‘Happy End’ es la película más desconcertante de la filmografía de Michael Haneke. Una suerte de síntesis o greatest hits de su carrera, que funciona por acumulación y cuyos personajes, temas y motivos visuales parecen estar dispuestos con intenciones satíricas, irónicas y hasta autoparódicas. Tras las memorables, multipremiadas y muy rigurosas ‘La cinta blanca’ y ‘Amor’, y tras frustrase el rodaje de ‘Flashmob’, su proyecto sobre Internet y las redes sociales, el cineasta austriaco parece haberse tomado un respiro, haberse repanchingado en la silla del director para rodar esta especie de divertimento autorreferencial mientras pensaba en su siguiente película.

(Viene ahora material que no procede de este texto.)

//! Configuration loading and merging
//!
//! Handles loading from config files and CLI arguments
//! with proper precedence (CLI > File > Defaults).

use crate::rewrite::specifier::DEFAULT_PATTERN;
use serde::{Deserialize, Deserializer};
use std::path::PathBuf;

pub mod loader;
pub mod merge;

pub use loader::load_config;
pub use merge::{merge_cli_with_config, CliOverrides};

/// Extensions selected when nothing else is configured: plain and JSX-flavoured TypeScript.
pub fn default_extensions() -> Vec<String> {
    vec![".ts".to_string(), ".tsx".to_string()]
}

/// What to do when a single file cannot be read, decoded or written.
#[derive(Debug, Clone, Copy, Default, PartialEq, Eq, Deserialize)]
#[serde(rename_all = "lowercase")]
pub enum FailurePolicy {
    /// Stop at the first failure and return it.
    #[default]
    Abort,
    /// Record the failure in the run report and move on.
    Continue,
}

/// Directory walk switches. Everything is off by default so the whole tree is visited.
#[derive(Debug, Clone, Default, PartialEq, Eq)]
pub struct WalkOptions {
    pub respect_gitignore: bool,
    pub follow_symlinks: bool,
    pub exclude_globs: Vec<String>,
}

/// Fully resolved settings for one run over a tree.
#[derive(Debug, Clone, PartialEq, Eq)]
pub struct NormalizeConfig {
    pub root: PathBuf,
    pub extensions: Vec<String>,
    pub pattern: String,
    pub walk: WalkOptions,
    pub on_error: FailurePolicy,
}

impl NormalizeConfig {
    pub fn new(root: impl Into<PathBuf>) -> Self {
        Self { root: root.into(), ..Self::default() }
    }

    pub fn extensions<I, S>(mut self, extensions: I) -> Self
    where
        I: IntoIterator<Item = S>,
        S: Into<String>,
    {
        self.extensions = extensions.into_iter().map(Into::into).collect();
        self
    }

    pub fn pattern(mut self, pattern: impl Into<String>) -> Self {
        self.pattern = pattern.into();
        self
    }

    pub fn on_error(mut self, policy: FailurePolicy) -> Self {
        self.on_error = policy;
        self
    }

    pub fn walk(mut self, walk: WalkOptions) -> Self {
        self.walk = walk;
        self
    }
}

impl Default for NormalizeConfig {
    fn default() -> Self {
        Self {
            root: PathBuf::from("."),
            extensions: default_extensions(),
            pattern: DEFAULT_PATTERN.to_string(),
            walk: WalkOptions::default(),
            on_error: FailurePolicy::default(),
        }
    }
}

/// On-disk configuration (`import-tidy.toml` / `.yml`). Unset keys fall back to defaults.
#[derive(Debug, Clone, Default, Deserialize)]
#[serde(default, deny_unknown_fields)]
pub struct FileConfig {
    #[serde(deserialize_with = "deserialize_extensions")]
    pub extensions: Option<Vec<String>>,
    #[serde(deserialize_with = "deserialize_list")]
    pub exclude_globs: Option<Vec<String>>,
    pub respect_gitignore: Option<bool>,
    pub follow_symlinks: Option<bool>,
    pub pattern: Option<String>,
    pub on_error: Option<FailurePolicy>,
}

#[derive(Deserialize)]
#[serde(untagged)]
enum StringOrList {
    One(String),
    Many(Vec<String>),
}

impl StringOrList {
    fn into_items(self) -> Vec<String> {
        let raw = match self {
            Self::One(s) => s.split(',').map(str::to_string).collect(),
            Self::Many(items) => items,
        };
        raw.into_iter().map(|s| s.trim().to_string()).filter(|s| !s.is_empty()).collect()
    }
}

fn deserialize_list<'de, D>(deserializer: D) -> Result<Option<Vec<String>>, D::Error>
where
    D: Deserializer<'de>,
{
    let value = Option::<StringOrList>::deserialize(deserializer)?;
    Ok(value.map(StringOrList::into_items))
}

fn deserialize_extensions<'de, D>(deserializer: D) -> Result<Option<Vec<String>>, D::Error>
where
    D: Deserializer<'de>,
{
    let items = deserialize_list(deserializer)?;
    Ok(items.map(|items| items.into_iter().map(|e| normalize_extension(&e)).collect()))
}

/// Add the leading dot to an extension when it is missing (`ts` -> `.ts`).
pub fn normalize_extension(ext: &str) -> String {
    let ext = ext.trim();
    if ext.starts_with('.') {
        ext.to_string()
    } else {
        format!(".{}", ext)
    }
}

#[cfg(test)]
mod tests {
    use super::*;

    #[test]
    fn test_defaults_select_typescript() {
        let cfg = NormalizeConfig::default();
        assert_eq!(cfg.root, PathBuf::from("."));
        assert_eq!(cfg.extensions, vec![".ts", ".tsx"]);
        assert_eq!(cfg.pattern, DEFAULT_PATTERN);
        assert_eq!(cfg.on_error, FailurePolicy::Abort);
        assert!(!cfg.walk.respect_gitignore);
        assert!(!cfg.walk.follow_symlinks);
    }

    #[test]
    fn test_normalize_extension() {
        assert_eq!(normalize_extension("ts"), ".ts");
        assert_eq!(normalize_extension(" .tsx "), ".tsx");
        assert_eq!(normalize_extension("d.ts"), ".d.ts");
    }

    #[test]
    fn test_builder_overrides() {
        let cfg = NormalizeConfig::new("/tmp/project")
            .extensions([".js", ".jsx"])
            .on_error(FailurePolicy::Continue);
        assert_eq!(cfg.root, PathBuf::from("/tmp/project"));
        assert_eq!(cfg.extensions, vec![".js", ".jsx"]);
        assert_eq!(cfg.on_error, FailurePolicy::Continue);
    }
}
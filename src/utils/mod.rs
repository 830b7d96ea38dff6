//! Small shared helpers

pub mod paths;

pub use paths::{has_extension, normalize_path};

‘Happy End’ narra el desmoronamiento de una familia de clase alta de Calais a partir de otro derrumbe, el ocurrido en una obra que dirige la empresa familiar. Esta metáfora (no demasiado sutil), junto a las posibilidades dramáticas que se derivan del campamento de refugiados levantado en esa región en 2015, le sirve al director para meter el dedo en las grietas morales y emocionales de la sociedad burguesa. El problema es que esta vez Haneke no araña ni golpea, solo hace cosquillitas. Sus líneas argumentales y su discurso -¿la podredumbre moral de las clases altas? ¿su indiferencia ante el drama de la inmigración?- se desvanecen como la salud mental de Fabio McNamara, sus personajes carecen de peso dramático y como caricaturas tampoco funcionan, y su gélida puesta en escena se derrite como un polo que has chupado demasiadas veces.
Haneke se ríe, quizás, de sí mismo; pero yo no le pillo la gracia. El auténtico “final feliz” de esta película es que el director ya está preparando otra: la serie ‘Kelvin’s Book’, una distopía futurista narrada en diez capítulos. 5,5.